The exhibition features one 1847 map that shows the Mexican border reaching Oregon while another 100 years earlier is unable to show Northern Canada and Alaska because the map stated that they haven't been discovered yet. Many of the maps focus on Mexico, Central America and the Caribbean, while others focus on California and Los Angeles. One 1788 map shows the Philippines and Borneo. While many of the maps were used to chart courses, others were created for fun and education(Jo Mora's California, 1945) and others were published to promote California tourism (Roads to Romance) or industrial locations (Unique Map of California).
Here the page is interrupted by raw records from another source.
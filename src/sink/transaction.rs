use tracing::error;

use crate::channel::{Channel, Transaction};
use crate::core::models::Event;
use crate::errors::ChannelError;

/// An open channel transaction that ends in exactly one commit or rollback.
///
/// `commit` and `rollback` consume the scope. A scope dropped while still
/// open (early `?` return, panic, cancelled future) is rolled back, and so is
/// one whose commit failed.
pub struct TransactionScope<'a> {
    tx: Box<dyn Transaction + 'a>,
    open: bool,
}

impl<'a> TransactionScope<'a> {
    /// # Errors
    ///
    /// Returns an error if the channel cannot open a transaction.
    pub fn begin<C>(channel: &'a C) -> Result<Self, ChannelError>
    where
        C: Channel + ?Sized,
    {
        Ok(Self {
            tx: channel.begin_transaction()?,
            open: true,
        })
    }

    /// # Errors
    ///
    /// Returns an error if the channel fails while reading.
    pub fn take(&mut self) -> Result<Option<Event>, ChannelError> {
        self.tx.take()
    }

    /// # Errors
    ///
    /// Returns the commit failure; the scope is rolled back before returning.
    pub fn commit(mut self) -> Result<(), ChannelError> {
        self.tx.commit()?;
        self.open = false;
        Ok(())
    }

    /// # Errors
    ///
    /// Returns an error if the channel could not restore the taken event.
    pub fn rollback(mut self) -> Result<(), ChannelError> {
        self.open = false;
        self.tx.rollback()
    }
}

impl Drop for TransactionScope<'_> {
    fn drop(&mut self) {
        if self.open {
            self.open = false;
            if let Err(e) = self.tx.rollback() {
                error!("Failed to roll back abandoned channel transaction: {}", e);
            }
        }
    }
}
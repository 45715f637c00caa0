/// SQS bridge - drains events from a transactional channel into an Amazon SQS queue.
///
/// Each transfer cycle opens a channel transaction, takes at most one event,
/// sends its body to the queue and commits only once SQS has accepted the
/// message. Any failure rolls the transaction back so the channel offers the
/// same event again on a later cycle.
///
/// # Architecture
///
/// The crate is organised around:
/// - `channel` - the transactional channel seam and an in-memory channel
/// - `clients` - credential selection and the SQS client
/// - `sink` - the `EventSender` transfer cycle
/// - `core` - configuration and event types
///
/// # Example
///
/// ```no_run
/// use sqs_bridge::channel::MemoryChannel;
/// use sqs_bridge::clients::SqsClientFactory;
/// use sqs_bridge::core::models::Event;
/// use sqs_bridge::sink::EventSender;
///
/// #[tokio::main]
/// async fn main() -> Result<(), Box<dyn std::error::Error>> {
///     sqs_bridge::setup_logging();
///
///     // No explicit credentials: the default provider chain is used.
///     let factory = SqsClientFactory::new(None, None, None);
///     let sender = EventSender::from_factory(
///         &factory,
///         "https://sqs.us-east-1.amazonaws.com/123456789012/events",
///         "us-east-1",
///     )
///     .await;
///
///     let channel = MemoryChannel::new();
///     channel.put(Event::new("hello"))?;
///
///     let delivered = sender.transfer_once(&channel).await?;
///     println!("Delivered {delivered} event(s)");
///     Ok(())
/// }
/// ```
pub mod channel;
pub mod clients;
pub mod core;
pub mod errors;
pub mod sink;

pub use errors::{SendError, SinkError};
pub use sink::EventSender;

/// Configure structured logging with JSON format.
///
/// Sets up tracing-subscriber with a JSON formatter so each transfer cycle
/// is logged as one structured record. Calling it more than once is harmless;
/// only the first call installs the subscriber.
///
/// # Example
///
/// ```
/// sqs_bridge::setup_logging();
/// ```
pub fn setup_logging() {
    use tracing_subscriber::prelude::*;
    let fmt_layer = tracing_subscriber::fmt::layer().json().with_target(true);

    let _ = tracing_subscriber::registry().with(fmt_layer).try_init();
}
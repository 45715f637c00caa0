//! Client modules for the remote queue

pub mod credentials;
pub mod sqs_client;

pub use credentials::AwsCredentials;
pub use sqs_client::{QueueClient, SqsClientFactory};
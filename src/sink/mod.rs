//! Moves events from a channel to the queue, one transaction per event.

pub mod sender;
pub mod transaction;
pub mod worker;

pub use sender::EventSender;
pub use transaction::TransactionScope;
pub use worker::drain;
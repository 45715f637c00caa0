//! Transactional event channel seam.
//!
//! The host owns the channel; the sender only needs to open a transaction,
//! take at most one event from it, and then commit or roll back.

pub mod memory;

pub use memory::MemoryChannel;

use crate::core::models::Event;
use crate::errors::ChannelError;

/// Source of events with transactional take semantics.
pub trait Channel: Send + Sync {
    /// Opens a new transaction. Each call returns an independent scope.
    ///
    /// # Errors
    ///
    /// Returns an error if the channel cannot provide a transaction.
    fn begin_transaction(&self) -> Result<Box<dyn Transaction + '_>, ChannelError>;
}

/// One open channel transaction.
///
/// Events taken inside it are removed for good by `commit` and offered again
/// by `rollback`.
pub trait Transaction: Send {
    /// Takes the next event, or `None` when the channel is empty.
    ///
    /// # Errors
    ///
    /// Returns an error if the channel fails while reading.
    fn take(&mut self) -> Result<Option<Event>, ChannelError>;

    /// # Errors
    ///
    /// Returns an error if the channel cannot make the take durable.
    fn commit(&mut self) -> Result<(), ChannelError>;

    /// # Errors
    ///
    /// Returns an error if the channel cannot restore the taken events.
    fn rollback(&mut self) -> Result<(), ChannelError>;
}
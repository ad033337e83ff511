//! Two-pass static Huffman coding with a canonical-code, self-describing
//! header. Mirrors `static_encoding.h`'s `buildTree`/`buildCodes`/
//! `transformCodes`/`encodeStatic`/`decodeStatic` pipeline, with the decode
//! side's index arithmetic replaced by the standard cumulative
//! `first_code[L]`/`first_symbol_index[L]` canonical-decode table (see
//! `DESIGN.md` for why).

use crate::bitio::{BitReader, BitWriter};
use crate::model::Model;
use crate::tools::tree::{Side, Tree};
use crate::Error;

struct NodeData {
    symbol: u16,
    weight: u64,
}

fn histogram(data: &[u8]) -> [u64; 256] {
    let mut hist = [0u64; 256];
    for &b in data {
        hist[b as usize] += 1;
    }
    hist
}

/// Build a Huffman tree from a histogram. Ties among equal weights are
/// broken by insertion order (ascending symbol value, then by combination
/// order), which is deterministic but otherwise arbitrary, per spec §4.6.
fn build_tree(hist: &[u64; 256]) -> Tree<NodeData> {
    let mut heap: Vec<Tree<NodeData>> = Vec::new();
    for (sym, &w) in hist.iter().enumerate() {
        if w > 0 {
            heap.push(Tree::from_leaf(NodeData { symbol: sym as u16, weight: w }));
        }
    }
    if heap.len() == 1 {
        // Dummy leaf so a single-symbol image still has a code of length >= 1.
        // Its value must differ from the one real symbol or the two would
        // collide in the header's symbol table.
        let real = heap[0].value(heap[0].root()).symbol;
        let dummy = ((real as u16 + 1) % 256) as u16;
        heap.push(Tree::from_leaf(NodeData { symbol: dummy, weight: 1 }));
    }
    // Linear-scan "heap": image alphabets are at most 256 symbols, so an
    // O(n^2) selection is simpler than a real binary heap and fast enough.
    while heap.len() > 1 {
        let (mut ia, mut ib) = (0, 1);
        if heap[ib].value(heap[ib].root()).weight < heap[ia].value(heap[ia].root()).weight {
            std::mem::swap(&mut ia, &mut ib);
        }
        for i in 2..heap.len() {
            let w = heap[i].value(heap[i].root()).weight;
            if w < heap[ia].value(heap[ia].root()).weight {
                ib = ia;
                ia = i;
            } else if w < heap[ib].value(heap[ib].root()).weight {
                ib = i;
            }
        }
        let (hi, lo) = if ia > ib { (ia, ib) } else { (ib, ia) };
        let right = heap.remove(hi);
        let left = heap.remove(lo);
        let weight = left.value(left.root()).weight + right.value(right.root()).weight;
        let mut merged = Tree::from_leaf(NodeData { symbol: 0, weight });
        merged.graft(merged.root(), left, Side::Left);
        merged.graft(merged.root(), right, Side::Right);
        heap.push(merged);
    }
    heap.pop().expect("at least one symbol present")
}

fn build_codes(tree: &Tree<NodeData>) -> Vec<(u16, Vec<bool>)> {
    let mut out = Vec::new();
    tree.depth_first(|idx, data| {
        if tree.is_leaf(idx) {
            out.push((data.symbol, tree.path_from_root(idx)));
        }
    });
    out
}

/// Canonicalise: sort by code length ascending, then reassign codes so the
/// shortest is all zeros and each later code is `(prev + 1) << (len - prevlen)`.
fn canonicalize(mut codes: Vec<(u16, Vec<bool>)>) -> Vec<(u16, Vec<bool>)> {
    codes.sort_by_key(|(_, c)| c.len());
    if codes.is_empty() {
        return codes;
    }
    let shortest_len = codes[0].1.len();
    codes[0].1 = vec![false; shortest_len];
    if codes.len() == 1 {
        return codes;
    }
    let mut prev_len = codes[0].1.len();
    let mut prev_code: u64 = 0;
    for i in 1..codes.len() {
        let len = codes[i].1.len();
        let code = (prev_code + 1) << (len - prev_len);
        codes[i].1 = bits_of(code, len);
        prev_code = code;
        prev_len = len;
    }
    codes
}

fn bits_of(value: u64, len: usize) -> Vec<bool> {
    (0..len).rev().map(|i| (value >> i) & 1 == 1).collect()
}

pub fn encode(data: &[u8], mut model: Model) -> Vec<u8> {
    if data.is_empty() {
        return Vec::new();
    }
    let transformed: Vec<u8> = data.iter().map(|&v| model.apply(v)).collect();
    let hist = histogram(&transformed);
    let tree = build_tree(&hist);
    let codes = canonicalize(build_codes(&tree));

    let min_len = codes.iter().map(|(_, c)| c.len()).min().unwrap();
    let max_len = codes.iter().map(|(_, c)| c.len()).max().unwrap();

    let mut by_length: Vec<Vec<u16>> = vec![Vec::new(); max_len + 1];
    let mut table: std::collections::HashMap<u8, Vec<bool>> = std::collections::HashMap::new();
    for (sym, code) in &codes {
        by_length[code.len()].push(*sym);
        table.insert(*sym as u8, code.clone());
    }
    for bucket in by_length.iter_mut() {
        bucket.sort();
    }

    let mut header_counts = Vec::new();
    for len in min_len..=max_len {
        let count = by_length[len].len();
        // A single code length can only ever hold all 256 symbols once
        // length reaches 8 (2^8 == 256 distinct leaves); that is the one
        // length at which the stored count byte needs the 255-means-256
        // escape, since 256 itself does not fit in a u8.
        let byte = if count == 256 && len == 8 { 255 } else { count as u8 };
        header_counts.push(byte);
    }

    let mut body = BitWriter::new();
    for &v in &transformed {
        body.push_code(&table[&v]);
    }
    let padding = body.pad_to_byte() as u8;
    let payload = body.release();

    let mut out = Vec::with_capacity(2 + header_counts.len() + payload.len());
    out.push((max_len + 1) as u8);
    out.push(((padding << 5) & 0xE0) | ((min_len - 1) as u8 & 0x1F));
    out.extend_from_slice(&header_counts);
    for len in min_len..=max_len {
        for &sym in &by_length[len] {
            out.push(sym as u8);
        }
    }
    out.extend_from_slice(&payload);
    out
}

pub fn decode(data: &[u8], mut model: Model) -> Result<Vec<u8>, Error> {
    if data.is_empty() {
        return Ok(Vec::new());
    }
    if data.len() < 2 {
        return Err(Error::UnexpectedEnd("static header truncated".into()));
    }
    if data[0] == 0 {
        return Err(Error::InvalidHeader("max_len_plus_one cannot be zero".into()));
    }
    let max_len = data[0] as usize - 1;
    if max_len == 0 {
        return Err(Error::InvalidHeader("max code length cannot be zero".into()));
    }
    let padding = (data[1] >> 5) as usize;
    let min_len = (data[1] & 0x1F) as usize + 1;
    if min_len > max_len {
        return Err(Error::InvalidHeader("min code length exceeds max".into()));
    }

    let num_lengths = max_len - min_len + 1;
    let mut pos = 2usize;
    if data.len() < pos + num_lengths {
        return Err(Error::UnexpectedEnd("length table truncated".into()));
    }
    let mut counts = Vec::with_capacity(num_lengths);
    for i in 0..num_lengths {
        let raw = data[pos + i];
        let len = min_len + i;
        let count = if raw == 255 && len == 8 { 256 } else { raw as usize };
        counts.push(count);
    }
    pos += num_lengths;

    let mut symbols = Vec::new();
    for &count in &counts {
        if data.len() < pos + count {
            return Err(Error::UnexpectedEnd("symbol table truncated".into()));
        }
        symbols.extend_from_slice(&data[pos..pos + count]);
        pos += count;
    }

    // Cumulative canonical-decode tables: for each length L, `first_code[L]`
    // is the smallest code value at that length and `first_symbol_index[L]`
    // is the index into `symbols` of the first symbol at that length.
    let mut first_code = vec![0u64; max_len + 1];
    let mut first_symbol_index = vec![0usize; max_len + 1];
    let mut code = 0u64;
    let mut index = 0usize;
    for len in min_len..=max_len {
        first_code[len] = code;
        first_symbol_index[len] = index;
        let count = counts[len - min_len];
        index += count;
        code = (code + count as u64) << 1;
    }

    let payload = &data[pos..];
    if payload.is_empty() {
        return Err(Error::UnexpectedEnd("no payload bytes".into()));
    }
    let total_bits = payload.len() * 8 - padding;
    let reader = BitReader::new(payload);

    let mut output = Vec::new();
    let mut bits_read = 0usize;
    let mut code_so_far = 0u64;
    let mut bit_pos = 0usize;
    while bit_pos < total_bits {
        let bit = reader.get_bit(bit_pos);
        bit_pos += 1;
        code_so_far = (code_so_far << 1) | (bit as u64);
        bits_read += 1;
        if bits_read > max_len {
            return Err(Error::CorruptCode("no code matched within max length".into()));
        }
        if bits_read >= min_len {
            let count = counts[bits_read - min_len] as u64;
            if code_so_far < first_code[bits_read] + count {
                let idx = first_symbol_index[bits_read] + (code_so_far - first_code[bits_read]) as usize;
                if idx >= symbols.len() {
                    return Err(Error::CorruptCode("decoded index exceeds symbol table".into()));
                }
                output.push(symbols[idx]);
                bits_read = 0;
                code_so_far = 0;
            }
        }
    }
    if bits_read != 0 {
        return Err(Error::UnexpectedEnd("payload ended mid-code".into()));
    }

    Ok(output.into_iter().map(|v| model.revert(v)).collect())
}

#[cfg(test)]
mod tests {
    use super::*;
    use crate::model::ModelKind;

    #[test]
    fn round_trips_repeated_byte() {
        let data = vec![0x42u8; 64];
        let enc = encode(&data, Model::new(ModelKind::Identity));
        let dec = decode(&enc, Model::new(ModelKind::Identity)).unwrap();
        assert_eq!(dec, data);
    }

    #[test]
    fn round_trips_varied_bytes() {
        let data: Vec<u8> = (0..=255u8).cycle().take(2000).collect();
        let enc = encode(&data, Model::new(ModelKind::Identity));
        let dec = decode(&enc, Model::new(ModelKind::Identity)).unwrap();
        assert_eq!(dec, data);
    }

    #[test]
    fn round_trips_with_neighbour_difference_model() {
        let data: Vec<u8> = (0..200u8).map(|i| (i * 37) % 256u16 as u8).collect();
        let enc = encode(&data, Model::new(ModelKind::NeighbourDifference));
        let dec = decode(&enc, Model::new(ModelKind::NeighbourDifference)).unwrap();
        assert_eq!(dec, data);
    }

    #[test]
    fn empty_input_round_trips_to_empty() {
        let enc = encode(&[], Model::new(ModelKind::Identity));
        assert!(enc.is_empty());
        let dec = decode(&enc, Model::new(ModelKind::Identity)).unwrap();
        assert!(dec.is_empty());
    }

    #[test]
    fn single_symbol_255_does_not_collide_with_dummy() {
        let data = vec![255u8; 10];
        let enc = encode(&data, Model::new(ModelKind::Identity));
        let dec = decode(&enc, Model::new(ModelKind::Identity)).unwrap();
        assert_eq!(dec, data);
    }

    #[test]
    fn single_symbol_gets_dummy_second_leaf() {
        let data = vec![7u8; 10];
        let enc = encode(&data, Model::new(ModelKind::Identity));
        assert_eq!(enc[0], 2); // max_code_length + 1 == 2 => max_code_length == 1
        let dec = decode(&enc, Model::new(ModelKind::Identity)).unwrap();
        assert_eq!(dec, data);
    }

    #[test]
    fn zero_max_len_header_byte_is_invalid_header_not_a_panic() {
        let corrupt = vec![0u8, 0u8, 0u8];
        let err = decode(&corrupt, Model::new(ModelKind::Identity)).unwrap_err();
        assert!(matches!(err, Error::InvalidHeader(_)));
    }
}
Some maps published before automobiles and without any need to chart a ship, were created for an atlas to teach physical geography.
One 1796 map has the longest title: “A general chart, on Mercator's projection, to shew the track of the Lion and Hindostan from England to the Gulph of Pekin in China, and of their return to England: with the daily statement of the barometer and thermometer as observed at noon: containing also the limits of the Chinese Empire as extended by the conquests of the present Emperor Tchien-Lung.”
Another map is entitled: “A New and Accurate Map of America drawn from the most approved modern Maps and Charts and adjusted by Astronomical Observations. Exhibiting the Course of Trade Winds both in the Atlantic & Pacific Oceans,” 1747.
The maps are part of the Library's Archives and Special Collections Map Collection. Additional maps are on display in the on the fifth floor. The Library collaborated with the Promoting Excellence in Graduate Studies Program (PEGS)to put the exhibition together. The maps can viewed during regular library hours.
On November 29, 2011 Dr. Donald Hata, professor emeritus of history addressed the largest group of students ever assembled in CSUDH's Archives Reading Room. Hata spoke on Japanese American incarceration during World War II and issues raised by the Archives current exhibition entitled "Building Evidence."
For more than 40 years, historians and archivists at California State University, Dominguez Hills have been gathering materials documenting the lives of Japanese Americans in the South Bay and Los Angeles. Consisting of photographs, yearbooks, and artwork, as well as documents such as letters and property leases, “Building Evidence: Japanese Americans in Southern California During Mid-Century – 40 Years of Collecting, An Exhibition” —on view now through March 2012—focuses on the lives and obstacles faced by Japanese Americans in the South Bay and Los Angeles prior to, during, and after World War II.
Topics covered in the materials collected include the location of Japanese American tenant farmer families on Dominguez/Rancho San Pedro lands before World War II and the removal of those families after Pearl Harbor; the mass evacuation of citizens and incarceration in concentration camps such as at Manzanar in California and Granada, Colorado; and letters from various Japanese Americans searching for jobs and places to live after the camps were closed. Several of the recently rescued Ninomiya Studio photographs show Japanese American life in the 1950s. In addition, the exhibition features the artwork of Mary Higuchi, Henry Fukahara, and H. Takata, as well as a scale model of a camp barracks made by former Torrance resident Min Sueda.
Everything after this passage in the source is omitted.